A mom in my toddler daughter’s pre-school sent an e-mail to the whole group of parents. Her son, wanting a cheez-it snack threw himself on the subway floor and screamed his lungs out when he spied those cracker products in a subway news stand. The mom was surprised that her son actually knew what a cheez-it was since she feeds her child a diet of healthy, real food free of highly processed food. “He must have had cheez-it at a play date in somebody else’s house or at the school for a snack” she was thinking.
Anyway, I jumped on the cheez-it wagon and digging deeper about some of the ingredients such as shelf life extenders, high levels of salt and sugar and bleached flour makes you think twice about incorporating it into your toddler’s diet. Granted the FDA puts a seal of approval on the product and it’s “safe” to be consumed in normal doses but why even go there especially when you are training the palate of a little person. We’re surrounded by plenty of food containing ingredients that are somewhat questionable especially for your kids. My spouse and I are constantly busy with reading ingredients on packages at the supermarket and making sure that the ingredients live up to our standards. We try to eat as healthy as possible with minimal processed foods, preferably organic.
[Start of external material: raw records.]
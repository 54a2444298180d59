use std::sync::{Arc, Mutex};
use std::time::{Duration, Instant};

use npkdock::{
    DockController, DockPhase, DockSide, DockTuning, DockWindow, MonitorLayout, Point, Rect,
};

const TICK: Duration = Duration::from_millis(50);

#[derive(Debug)]
struct WindowState {
    bounds: Rect,
    visible: bool,
    mouse_interaction: bool,
    destroyed: bool,
}

#[derive(Clone)]
struct FakeWindow(Arc<Mutex<WindowState>>);

impl FakeWindow {
    fn new(bounds: Rect) -> Self {
        Self(Arc::new(Mutex::new(WindowState {
            bounds,
            visible: true,
            mouse_interaction: true,
            destroyed: false,
        })))
    }

    fn bounds(&self) -> Rect {
        self.0.lock().unwrap().bounds
    }

    fn visible(&self) -> bool {
        self.0.lock().unwrap().visible
    }

    fn mouse_interaction(&self) -> bool {
        self.0.lock().unwrap().mouse_interaction
    }

    fn destroy(&self) {
        self.0.lock().unwrap().destroyed = true;
    }

    fn place(&self, bounds: Rect) {
        self.0.lock().unwrap().bounds = bounds;
    }
}

impl DockWindow for FakeWindow {
    fn bounds(&self) -> Rect {
        self.0.lock().unwrap().bounds
    }

    fn set_bounds(&mut self, bounds: Rect) {
        self.0.lock().unwrap().bounds = bounds;
    }

    fn show(&mut self) {
        self.0.lock().unwrap().visible = true;
    }

    fn hide(&mut self) {
        self.0.lock().unwrap().visible = false;
    }

    fn set_mouse_interaction(&mut self, enabled: bool) {
        self.0.lock().unwrap().mouse_interaction = enabled;
    }

    fn is_destroyed(&self) -> bool {
        self.0.lock().unwrap().destroyed
    }
}

#[derive(Debug)]
struct DesktopState {
    work: Rect,
    adjacent_left: bool,
    adjacent_right: bool,
    cursor: Point,
}

#[derive(Clone)]
struct FakeDesktop(Arc<Mutex<DesktopState>>);

impl FakeDesktop {
    fn new(work: Rect) -> Self {
        Self(Arc::new(Mutex::new(DesktopState {
            work,
            adjacent_left: false,
            adjacent_right: false,
            cursor: Point { x: 960, y: 500 },
        })))
    }

    fn set_cursor(&self, x: i32, y: i32) {
        self.0.lock().unwrap().cursor = Point { x, y };
    }

    fn set_adjacent_left(&self, adjacent: bool) {
        self.0.lock().unwrap().adjacent_left = adjacent;
    }
}

impl MonitorLayout for FakeDesktop {
    fn work_area_for(&self, _bounds: &Rect) -> Rect {
        self.0.lock().unwrap().work
    }

    fn has_adjacent_monitor(&self, _work_area: &Rect, side: DockSide) -> bool {
        let state = self.0.lock().unwrap();
        match side {
            DockSide::Left => state.adjacent_left,
            DockSide::Right => state.adjacent_right,
        }
    }

    fn cursor_position(&self) -> Point {
        self.0.lock().unwrap().cursor
    }
}

const WORK: Rect = Rect {
    x: 0,
    y: 0,
    width: 1920,
    height: 1080,
};

fn setup() -> (FakeWindow, FakeDesktop, DockController<FakeWindow, FakeDesktop>) {
    setup_with(DockTuning::default())
}

fn setup_with(
    tuning: DockTuning,
) -> (FakeWindow, FakeDesktop, DockController<FakeWindow, FakeDesktop>) {
    let window = FakeWindow::new(Rect {
        x: 0,
        y: 0,
        width: 384,
        height: 1080,
    });
    let desktop = FakeDesktop::new(WORK);
    let controller = DockController::new(window.clone(), desktop.clone(), tuning);
    (window, desktop, controller)
}

/// Park the cursor mid-screen and tick until the sidebar has hidden.
fn drive_to_hidden(
    controller: &mut DockController<FakeWindow, FakeDesktop>,
    desktop: &FakeDesktop,
    mut now: Instant,
) -> Instant {
    desktop.set_cursor(960, 500);
    for _ in 0..60 {
        now += TICK;
        controller.tick(now);
        if controller.phase() == DockPhase::Hidden {
            return now;
        }
    }
    panic!("sidebar never hid");
}

#[test]
fn test_starts_visible_and_pinned() {
    let (window, _desktop, controller) = setup();
    assert_eq!(controller.phase(), DockPhase::Visible);
    assert!(controller.is_pinned());
    assert!(window.visible());
}

#[test]
fn test_pinned_sidebar_never_hides() {
    let (window, desktop, mut controller) = setup();
    desktop.set_cursor(960, 500);

    let mut now = Instant::now();
    for _ in 0..40 {
        now += TICK;
        controller.tick(now);
    }
    assert_eq!(controller.phase(), DockPhase::Visible);
    assert!(window.visible());
}

#[test]
fn test_unpinned_sidebar_hides_after_delay() {
    let (window, desktop, mut controller) = setup();
    controller.set_pinned(false);
    desktop.set_cursor(960, 500);

    let mut now = Instant::now();
    // Under the hide delay: still visible
    for _ in 0..4 {
        now += TICK;
        controller.tick(now);
    }
    assert_eq!(controller.phase(), DockPhase::Visible);

    // Past the delay: hiding starts with mouse interaction off
    for _ in 0..6 {
        now += TICK;
        controller.tick(now);
    }
    assert_eq!(controller.phase(), DockPhase::Hiding);
    assert!(!window.mouse_interaction());

    // Animation runs to the resting position, then the window hides
    for _ in 0..10 {
        now += TICK;
        controller.tick(now);
    }
    assert_eq!(controller.phase(), DockPhase::Hidden);
    assert!(!window.visible());
    // Stops short of fully off-screen: 2 px remain past the edge
    assert_eq!(window.bounds().x, -382);
}

#[test]
fn test_show_delay_debounce_against_flicker() {
    let (_window, desktop, mut controller) = setup();
    controller.set_pinned(false);
    let mut now = Instant::now();
    now = drive_to_hidden(&mut controller, &desktop, now);

    // Cursor brushes the trigger band for less than the show delay
    desktop.set_cursor(1, 500);
    now += TICK;
    controller.tick(now);
    now += TICK;
    controller.tick(now);

    desktop.set_cursor(960, 500);
    for _ in 0..20 {
        now += TICK;
        controller.tick(now);
    }
    // Never transitioned to Showing
    assert_eq!(controller.phase(), DockPhase::Hidden);
}

#[test]
fn test_show_after_delay_with_animation() {
    let (window, desktop, mut controller) = setup();
    controller.set_pinned(false);
    let mut now = Instant::now();
    now = drive_to_hidden(&mut controller, &desktop, now);

    // Hover the trigger band at the docked edge
    desktop.set_cursor(0, 500);
    now += TICK;
    controller.tick(now);

    // Delay not elapsed yet
    now += Duration::from_millis(100);
    controller.tick(now);
    assert_eq!(controller.phase(), DockPhase::Hidden);

    // Delay elapsed: the slide starts, interactive immediately
    now += Duration::from_millis(150);
    controller.tick(now);
    assert_eq!(controller.phase(), DockPhase::Showing);
    assert!(window.visible());
    assert!(window.mouse_interaction());

    for _ in 0..10 {
        now += TICK;
        controller.tick(now);
    }
    assert_eq!(controller.phase(), DockPhase::Visible);
    // Docked flush to the edge, one fifth of the work area wide
    assert_eq!(window.bounds().x, 0);
    assert_eq!(window.bounds().width, 384);
}

#[test]
fn test_cursor_over_window_cancels_hide() {
    let (_window, desktop, mut controller) = setup();
    controller.set_pinned(false);

    let mut now = Instant::now();
    // One tick away from the window arms the hide gate
    desktop.set_cursor(960, 500);
    now += TICK;
    controller.tick(now);

    // Cursor returns over the sidebar before the delay elapses
    desktop.set_cursor(100, 500);
    now += TICK;
    controller.tick(now);

    // Long after the original deadline, still visible
    for _ in 0..20 {
        now += TICK;
        controller.tick(now);
    }
    assert_eq!(controller.phase(), DockPhase::Visible);
}

#[test]
fn test_hide_refused_on_edge_shared_with_adjacent_monitor() {
    let (window, desktop, mut controller) = setup();
    controller.set_pinned(false);
    desktop.set_adjacent_left(true);
    desktop.set_cursor(960, 500);

    let mut now = Instant::now();
    for _ in 0..40 {
        now += TICK;
        controller.tick(now);
    }

    // The hide keeps being refused: sliding out would bleed onto the
    // neighboring screen
    assert_eq!(controller.phase(), DockPhase::Visible);
    assert!(window.visible());
    assert!(!controller.is_pinned());
}

#[test]
fn test_show_cooldown_blocks_immediate_retrigger() {
    let tuning = DockTuning {
        hide_delay: Duration::from_millis(100),
        animation: Duration::from_millis(100),
        show_cooldown: Duration::from_secs(10),
        ..DockTuning::default()
    };
    let (_window, desktop, mut controller) = setup_with(tuning);
    controller.set_pinned(false);
    let mut now = Instant::now();
    now = drive_to_hidden(&mut controller, &desktop, now);

    // First show: hover the band past the delay
    desktop.set_cursor(0, 500);
    for _ in 0..8 {
        now += TICK;
        controller.tick(now);
    }
    assert_eq!(controller.phase(), DockPhase::Visible);

    // Hide again quickly, then come right back to the edge
    now = drive_to_hidden(&mut controller, &desktop, now);
    desktop.set_cursor(0, 500);
    for _ in 0..20 {
        now += TICK;
        controller.tick(now);
    }
    // Still inside the 10s cooldown: no re-show
    assert_eq!(controller.phase(), DockPhase::Hidden);
}

#[test]
fn test_pin_cancels_pending_hide_and_broadcasts() {
    let (window, desktop, mut controller) = setup();
    controller.set_pinned(false);
    let pin_events = controller.subscribe_pin_state();

    // Arm the hide gate
    desktop.set_cursor(960, 500);
    let mut now = Instant::now();
    now += TICK;
    controller.tick(now);

    controller.set_pinned(true);
    assert_eq!(pin_events.try_recv().unwrap(), true);

    // The pending hide never fires
    for _ in 0..30 {
        now += TICK;
        controller.tick(now);
    }
    assert_eq!(controller.phase(), DockPhase::Visible);
    assert!(window.visible());
    assert!(window.mouse_interaction());
    assert_eq!(window.bounds().x, 0);
}

#[test]
fn test_unpin_snaps_to_nearest_edge() {
    let (window, _desktop, mut controller) = setup();

    // Drag the window toward the right half of the screen
    window.place(Rect {
        x: 1400,
        y: 0,
        width: 384,
        height: 1080,
    });
    controller.set_pinned(false);

    assert_eq!(controller.side(), DockSide::Right);
    assert_eq!(window.bounds().x, 1920 - 384);
}

#[test]
fn test_snap_cycles_between_edges() {
    let (window, _desktop, mut controller) = setup();

    // Docked left (within tolerance) → snaps right
    controller.snap();
    assert_eq!(controller.side(), DockSide::Right);
    assert_eq!(window.bounds().x, 1536);

    // Docked right → snaps back left
    controller.snap();
    assert_eq!(controller.side(), DockSide::Left);
    assert_eq!(window.bounds().x, 0);

    // Free-floating window → nearest side by center distance
    window.place(Rect {
        x: 700,
        y: 0,
        width: 500,
        height: 1080,
    });
    controller.snap();
    assert_eq!(controller.side(), DockSide::Left);
    assert_eq!(window.bounds().x, 0);
    assert_eq!(window.bounds().width, 384);
}

#[test]
fn test_destroyed_window_makes_everything_a_no_op() {
    let (window, desktop, mut controller) = setup();
    controller.set_pinned(false);
    window.destroy();

    desktop.set_cursor(0, 500);
    let mut now = Instant::now();
    for _ in 0..20 {
        now += TICK;
        controller.tick(now);
    }

    let before = window.bounds();
    controller.snap();
    controller.set_pinned(true);
    assert_eq!(window.bounds(), before);
    assert_eq!(controller.phase(), DockPhase::Visible);
}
I don’t mean to spread bad news and go off on a rant but just think about the following scenario. It’s fictional but familiar. Little Dylan gets up early in the morning and gets ready for school. Like so many of us he loves his milk and cereal and there’s a good chance that the milk is from a industrial sized dairy that gets milk from cows injected with r-BGH (recombinant bovine growth hormone or rBST recombinant bovine somatotropin). These growth hormones induce cows to produce milk. It makes a cow increase its milk output by +/-15%. A common side effect of that increased output is mastitis, an utter infection. Mastitis is very painful to the cow, results in puss in the milk and requires a cow be treated with antibiotics. Got milk! The paradox is that in the USA we produce too much milk already so what’s the point of r-BGH. More is better? Let’s move on to Dylan’s beloved cereal which crunches so nicely between his tiny teeth because it has a perfect shiny glaze of HFCS a/k/a high fructose corn syrup or plenty of sugar in different forms. See a list of more sugar . The average person in the US consumes too much sugar which of course leads to obesity. Best-selling cereals have up to 25% sugar! The sugar gets little Dylan moving in the morning. We’re lucky he is not allowed to drink coffee yet as he would literally climb up the walls. If the cereal is not organic you can be sure that the grain is GE or genetically engineered (a/k/a GMO which is a genetically modified organism). That is scientists getting into the DNA of plants and making them faster growing, resistant to pathogens, etc. There are pros and cons to the GMO subject but a good part of us worries that tampering with nature can result in mutant plants which will eventually harm us. It’s kind of digging our own grave. It’s only fair to us that any product made with GMO plants should be labeled as such. Another point we have to be worried about, even when a product is organic, is the run-off of synthetic pesticide and fertilizer treated produce fields contaminating our drinking water - liquid cancer anybody? A little advice here- it’s a good idea to get a water filter installed in your tap water supply.
Cheese Crackers
Let’s go back to our cheese cracker snacks. I’m a big defender of fresh produce and cooking versus opening packaged processed food for which you need an encyclopedia to decode (if you read the ingredients). The following recipe is simple and needs ONE ingredient.
Gourmet Cheese Crisps
(recipe yields approximately 12 cheese crackers)
4 ounces freshly grated Parmesan cheese (I used my Microplane grater for long cheese shreds)
1. Preheat the oven to 375 degrees Fahrenheit.
2. Line a cookie sheet pan with a lightly oiled nonstick baking sheet such as parchment paper or silicon baking mat.
3. Mound 2-tablespoon sized grated cheese onto the nonstick layer. The cheese mounds should be spread into 2-inch circles. Also leave 2-inch space around each cheese mount.
4. Bake the cheese for 8-12 minutes. The cheese should have a golden-brown color. Take the cookie sheet pan out of the oven and put it on the kitchen counter for a minute. With a metal spatula scrape the melted cheese circles off the sheet pan liner and drape them over the edge of a dinner plate.
Serving Suggestions: break the cheese crisps into small pieces and sprinkle over salad. Steam asparagus and toss it with a bit of EVO and butter. Serve the asparagus in small bowls, season with black pepper from a mill and cover with cheese crisps.